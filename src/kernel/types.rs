/*!
 * Kernel Types
 * Cycle outcomes, counters, and observer snapshots
 */

use crate::core::types::{Pid, Priority, Uid};
use crate::process::types::{MemoryUsage, ProcessState, ProcessType};
use serde::{Deserialize, Serialize};

/// How a dispatched process gave the CPU back
#[derive(Debug, Clone, Copy, PartialEq, Eq, Serialize, Deserialize)]
#[serde(rename_all = "snake_case")]
pub enum RunOutcome {
    /// Hit a long system call and moved to BLOCKED
    Blocked,
    /// Exhausted its time slice and moved back to READY
    Preempted,
    /// Reached the end of its code and moved to DEAD
    Completed,
}

/// Result of one full dispatch cycle
#[derive(Debug, Clone, Copy, PartialEq, Eq, Serialize, Deserialize)]
#[serde(rename_all = "snake_case")]
pub enum CycleOutcome {
    /// No process in any active state remains: the simulation is over
    Idle,
    /// Active processes exist but none is ready (all blocked)
    AllBlocked,
    /// A process was dispatched and ran
    Ran { pid: Pid, run: RunOutcome },
}

/// Scheduler counters accumulated across cycles
#[derive(Debug, Clone, Copy, Default, PartialEq, Eq, Serialize, Deserialize)]
#[serde(rename_all = "snake_case")]
pub struct SchedulerStats {
    pub cycles: u64,
    pub dispatches: u64,
    pub preemptions: u64,
    pub blocks: u64,
    pub completions: u64,
    pub unblocks: u64,
}

/// Read-only PCB snapshot for reporting collaborators
#[derive(Debug, Clone, PartialEq, Eq, Serialize, Deserialize)]
#[serde(rename_all = "snake_case")]
pub struct ProcessSnapshot {
    pub pid: Pid,
    pub uid: Uid,
    pub size: u32,
    pub priority: Priority,
    pub state: ProcessState,
    pub ptype: ProcessType,
    pub mtype: MemoryUsage,
    pub pc: u32,
    pub timeslice: u32,
}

--*--

Your task is to reproduce the records in full, without any alteration.

__Problem solution__.
filename src/kernel/types.rs
/*!
 * Kernel Types
 * Cycle outcomes, counters, and observer snapshots
 */

use crate::core::types::{Pid, Priority, Uid};
use crate::process::types::{MemoryUsage, ProcessState, ProcessType};
use serde::{Deserialize, Serialize};

/// How a dispatched process gave the CPU back
#[derive(Debug, Clone, Copy, PartialEq, Eq, Serialize, Deserialize)]
#[serde(rename_all = "snake_case")]
pub enum RunOutcome {
    /// Hit a long system call and moved to BLOCKED
    Blocked,
    /// Exhausted its time slice and moved back to READY
    Preempted,
    /// Reached the end of its code and moved to DEAD
    Completed,
}

/// Result of one full dispatch cycle
#[derive(Debug, Clone, Copy, PartialEq, Eq, Serialize, Deserialize)]
#[serde(rename_all = "snake_case")]
pub enum CycleOutcome {
    /// No process in any active state remains: the simulation is over
    Idle,
    /// Active processes exist but none is ready (all blocked)
    AllBlocked,
    /// A process was dispatched and ran
    Ran { pid: Pid, run: RunOutcome },
}

/// Scheduler counters accumulated across cycles
#[derive(Debug, Clone, Copy, Default, PartialEq, Eq, Serialize, Deserialize)]
#[serde(rename_all = "snake_case")]
pub struct SchedulerStats {
    pub cycles: u64,
    pub dispatches: u64,
    pub preemptions: u64,
    pub blocks: u64,
    pub completions: u64,
    pub unblocks: u64,
}

/// Read-only PCB snapshot for reporting collaborators
#[derive(Debug, Clone, PartialEq, Eq, Serialize, Deserialize)]
#[serde(rename_all = "snake_case")]
pub struct ProcessSnapshot {
    pub pid: Pid,
    pub uid: Uid,
    pub size: u32,
    pub priority: Priority,
    pub state: ProcessState,
    pub ptype: ProcessType,
    pub mtype: MemoryUsage,
    pub pc: u32,
    pub timeslice: u32,
}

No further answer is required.